Been thinking about what I've learned after working exclusively with SwiftUI for 6 months now (I really need to get a blog going) and thought I'd share some of them here 🧵
You need to throw everything you know about App/UIKit out for a while. SwiftUI is not only declarative in its syntax, but it’s also an abstraction where platform, SDK and context ultimately decides what will happen. Never take anything literally until you’ve tested it.
There are lots of implications to your apps behaviour and appearance happening under the hood all the time. One big culprit can be parameter defaults. Always check the function signatures in the header before using them.
A SwiftUI app consists of hundreds or thousands of views that can refresh and recreate constantly. Align your view and model design to limit the performance impact. Never do work in View inits, and compartmentalise subviews and their states. And always keep an eye on the CPU %.
SwiftUI didn't really become viable for production until version 2 (iOS 14/Big Sur). If you try to ship the older version, you will be spending more time fighting the framework than shipping features.
ObservableObject is awesome! But did you know that once you start subclassing it, all the functionality breaks down? stackoverflow.com/questions/5761…
Apple sample projects are not gospel. They are shallow showcases that’s meant to highlight certain features like widgets, app clips, platform interoperability and so on. The performance, UX, and sometimes even code practices should not be attributed to SwiftUI itself.
Very often your bugs will be originating from your data model. SwiftUI relies heavily on good data structures, and using it for real world apps with complex models and actions isn’t possible until you master Combine. Practical Combine by @DonnyWals is a great resource.
You will see conditional modifiers (applyIf) and AnyView used everywhere in tutorials and Stack Overflow, but they are huge code smells that come with big performance implications. Unless you really know how they work, don’t use them.

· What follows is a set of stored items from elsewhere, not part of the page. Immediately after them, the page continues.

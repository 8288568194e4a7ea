//! Consumable management commands for CLI.

use chrono::{Local, NaiveDate};
use clap::Subcommand;
use consumable_core::record::{parse_date, MAX_DURATION_DAYS};
use consumable_core::{
    catalog, derive, reconcile_expiry_unconditional, ConsumableEntry, ConsumableStore,
    ExpirationRecord, Services,
};
use log::debug;
use uuid::Uuid;

#[derive(Subcommand)]
pub enum ItemAction {
    /// Add a consumable
    Add {
        /// Display name
        name: String,
        /// Item type (influences the default icon)
        #[arg(long)]
        item_type: Option<String>,
        /// Icon name (Material Design Icons)
        #[arg(long)]
        icon: Option<String>,
        /// Service life in days
        #[arg(long, default_value = "90", value_parser = clap::value_parser!(u32).range(1..=MAX_DURATION_DAYS as i64))]
        duration: u32,
        /// Start date (YYYY-MM-DD, default: today)
        #[arg(long)]
        start_date: Option<String>,
        /// Expiry date (YYYY-MM-DD); back-computes the start date
        #[arg(long, conflicts_with = "start_date")]
        expiry_date: Option<String>,
    },
    /// List consumables
    List,
    /// Get consumable details
    Get {
        /// Record ID or entity alias
        id: String,
    },
    /// Remove a consumable
    Remove {
        /// Record ID
        id: String,
    },
    /// Rename a consumable
    Rename {
        /// Record ID
        id: String,
        /// New display name
        name: String,
    },
    /// Set the start date
    SetStart {
        /// Record ID or entity alias
        id: String,
        /// Start date (YYYY-MM-DD)
        date: String,
    },
    /// Set the service-life duration
    SetDuration {
        /// Record ID or entity alias
        id: String,
        /// Duration in days
        #[arg(value_parser = clap::value_parser!(u32).range(1..=MAX_DURATION_DAYS as i64))]
        days: u32,
    },
    /// Set the expiry date (back-computes the start date)
    SetExpiry {
        /// Record ID or entity alias
        id: String,
        /// Expiry date (YYYY-MM-DD)
        date: String,
    },
    /// Mark the consumable as replaced today
    Replace {
        /// Record ID or entity alias
        id: String,
    },
}

pub fn run(action: ItemAction) -> Result<(), Box<dyn std::error::Error>> {
    let mut store = ConsumableStore::open()?;
    let today = Local::now().date_naive();
    debug!("opened store at {} (today: {today})", store.path().display());

    match action {
        ItemAction::Add {
            name,
            item_type,
            icon,
            duration,
            start_date,
            expiry_date,
        } => {
            let record = initial_record(duration, start_date, expiry_date, today)?;
            let entry = ConsumableEntry {
                id: Uuid::new_v4().to_string(),
                name: name.trim().to_string(),
                icon: Some(catalog::select_icon(
                    icon.as_deref(),
                    item_type.as_deref(),
                    &name,
                )),
                item_type,
                record: Some(record),
            };
            let id = entry.id.clone();
            store.add(entry)?;
            println!("Added '{}' ({id})", name.trim());
            print_record(&record);
        }
        ItemAction::List => {
            for entry in store.list() {
                let summary = match &entry.record {
                    Some(record) => {
                        let view = derive(record, today);
                        if view.expired {
                            "expired".to_string()
                        } else {
                            format!("{} days remaining", view.remaining_days)
                        }
                    }
                    None => "not configured".to_string(),
                };
                println!("{}  {}  ({summary})", entry.id, entry.name);
            }
        }
        ItemAction::Get { id } => {
            let record_id = resolve(&store, &id)?;
            let entry = store
                .get(&record_id)
                .ok_or_else(|| format!("consumable '{record_id}' not found"))?;
            println!("ID:        {}", entry.id);
            println!("Name:      {}", entry.name);
            if let Some(item_type) = &entry.item_type {
                println!("Type:      {item_type}");
            }
            if let Some(icon) = &entry.icon {
                println!("Icon:      {icon}");
            }
            match &entry.record {
                Some(record) => print_record(record),
                None => println!("Schedule:  not configured"),
            }
        }
        ItemAction::Remove { id } => {
            let removed = store.remove(&id)?;
            println!("Removed '{}' ({})", removed.name, removed.id);
        }
        ItemAction::Rename { id, name } => {
            store.update_meta(&id, Some(name.trim().to_string()), None, None)?;
            println!("Renamed {id} to '{}'", name.trim());
        }
        ItemAction::SetStart { id, date } => {
            let record = Services::new(&mut store).set_start_date(&id, date.as_str().into(), today)?;
            print_record(&record);
        }
        ItemAction::SetDuration { id, days } => {
            let record = Services::new(&mut store).set_duration(&id, days, today)?;
            print_record(&record);
        }
        ItemAction::SetExpiry { id, date } => {
            let record = Services::new(&mut store).set_expiry_date(&id, date.as_str().into())?;
            print_record(&record);
        }
        ItemAction::Replace { id } => {
            let record = Services::new(&mut store).mark_replaced(&id, today)?;
            println!("Marked replaced on {}", record.start_date);
            print_record(&record);
        }
    }

    Ok(())
}

/// Build the initial record from the add flags, defaulting the start date to
/// today and letting an expiry date back-compute it.
fn initial_record(
    duration: u32,
    start_date: Option<String>,
    expiry_date: Option<String>,
    today: NaiveDate,
) -> Result<ExpirationRecord, Box<dyn std::error::Error>> {
    let base = ExpirationRecord::new(
        duration,
        match start_date {
            Some(raw) => parse_date(&raw)?,
            None => today,
        },
    )?;
    match expiry_date {
        Some(raw) => Ok(reconcile_expiry_unconditional(&base, &raw.into())?),
        None => Ok(base),
    }
}

fn resolve(store: &ConsumableStore, id: &str) -> Result<String, Box<dyn std::error::Error>> {
    Ok(store
        .registry()
        .resolve_with_fallback(id, |raw| store.contains(raw).then(|| raw.to_string()))?)
}

fn print_record(record: &ExpirationRecord) {
    println!(
        "Schedule:  {} days from {} (due {})",
        record.duration_days,
        record.start_date,
        record.due_date()
    );
}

SwiftUI limitations are not actual limitations. Where the capabilities of SwiftUI ends, you are one short bridge away from letting App/UIKit handle the final stretch.
Lastly, don't trust the naysayers. I almost quit SwiftUI several times after seeing much more experienced devs dismiss it for being broken and incomplete. If someone doesn't have the credibility and experience with SwiftUI, chances are they don't know what they are talking about.